TASK DIRECTIONS
Provide an exact repetition of every entry, with no word altered.

Stored data entries
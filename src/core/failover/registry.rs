use crate::config::Config;
use crate::core::failover::health::url::{server_identifier, validate_base_url};
use crate::core::network::types::ClientError;

/// Ordered, immutable list of candidate backend base URLs
///
/// Loaded once from configuration; switching environment means building a
/// new registry. Order is only the deterministic fallback scan order.
#[derive(Debug, Clone, PartialEq, Eq)]
pub struct ServerRegistry {
    candidates: Vec<String>,
}

impl ServerRegistry {
    /// Validate and normalize `urls`; duplicates keep their first position
    pub fn new<I, S>(urls: I) -> Result<Self, ClientError>
    where
        I: IntoIterator<Item = S>,
        S: AsRef<str>,
    {
        let mut candidates: Vec<String> = Vec::new();
        for raw in urls {
            let normalized = validate_base_url(raw.as_ref()).map_err(|e| {
                ClientError::Config(format!("Invalid server URL '{}': {}", raw.as_ref(), e))
            })?;
            if !candidates.contains(&normalized) {
                candidates.push(normalized);
            }
        }

        if candidates.is_empty() {
            return Err(ClientError::Config(
                "Server candidate list is empty".to_string(),
            ));
        }
        Ok(Self { candidates })
    }

    pub fn from_config(config: &Config) -> Result<Self, ClientError> {
        Self::new(config.base_urls())
    }

    pub fn list_candidates(&self) -> &[String] {
        &self.candidates
    }

    pub fn len(&self) -> usize {
        self.candidates.len()
    }

    pub fn is_empty(&self) -> bool {
        self.candidates.is_empty()
    }

    pub fn contains(&self, base_url: &str) -> bool {
        self.candidates.iter().any(|c| c == base_url)
    }

    pub fn index_of(&self, base_url: &str) -> Option<usize> {
        self.candidates.iter().position(|c| c == base_url)
    }

    pub fn primary(&self) -> &str {
        &self.candidates[0]
    }

    pub fn identifiers(&self) -> Vec<String> {
        self.candidates.iter().map(|c| server_identifier(c)).collect()
    }
}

RESPONSE
filename src/core/failover/registry.rs
use crate::config::Config;
use crate::core::failover::health::url::{server_identifier, validate_base_url};
use crate::core::network::types::ClientError;

/// Ordered, immutable list of candidate backend base URLs
///
/// Loaded once from configuration; switching environment means building a
/// new registry. Order is only the deterministic fallback scan order.
#[derive(Debug, Clone, PartialEq, Eq)]
pub struct ServerRegistry {
    candidates: Vec<String>,
}

impl ServerRegistry {
    /// Validate and normalize `urls`; duplicates keep their first position
    pub fn new<I, S>(urls: I) -> Result<Self, ClientError>
    where
        I: IntoIterator<Item = S>,
        S: AsRef<str>,
    {
        let mut candidates: Vec<String> = Vec::new();
        for raw in urls {
            let normalized = validate_base_url(raw.as_ref()).map_err(|e| {
                ClientError::Config(format!("Invalid server URL '{}': {}", raw.as_ref(), e))
            })?;
            if !candidates.contains(&normalized) {
                candidates.push(normalized);
            }
        }

        if candidates.is_empty() {
            return Err(ClientError::Config(
                "Server candidate list is empty".to_string(),
            ));
        }
        Ok(Self { candidates })
    }

    pub fn from_config(config: &Config) -> Result<Self, ClientError> {
        Self::new(config.base_urls())
    }

    pub fn list_candidates(&self) -> &[String] {
        &self.candidates
    }

    pub fn len(&self) -> usize {
        self.candidates.len()
    }

    pub fn is_empty(&self) -> bool {
        self.candidates.is_empty()
    }

    pub fn contains(&self, base_url: &str) -> bool {
        self.candidates.iter().any(|c| c == base_url)
    }

    pub fn index_of(&self, base_url: &str) -> Option<usize> {
        self.candidates.iter().position(|c| c == base_url)
    }

    pub fn primary(&self) -> &str {
        &self.candidates[0]
    }

    pub fn identifiers(&self) -> Vec<String> {
        self.candidates.iter().map(|c| server_identifier(c)).collect()
    }
}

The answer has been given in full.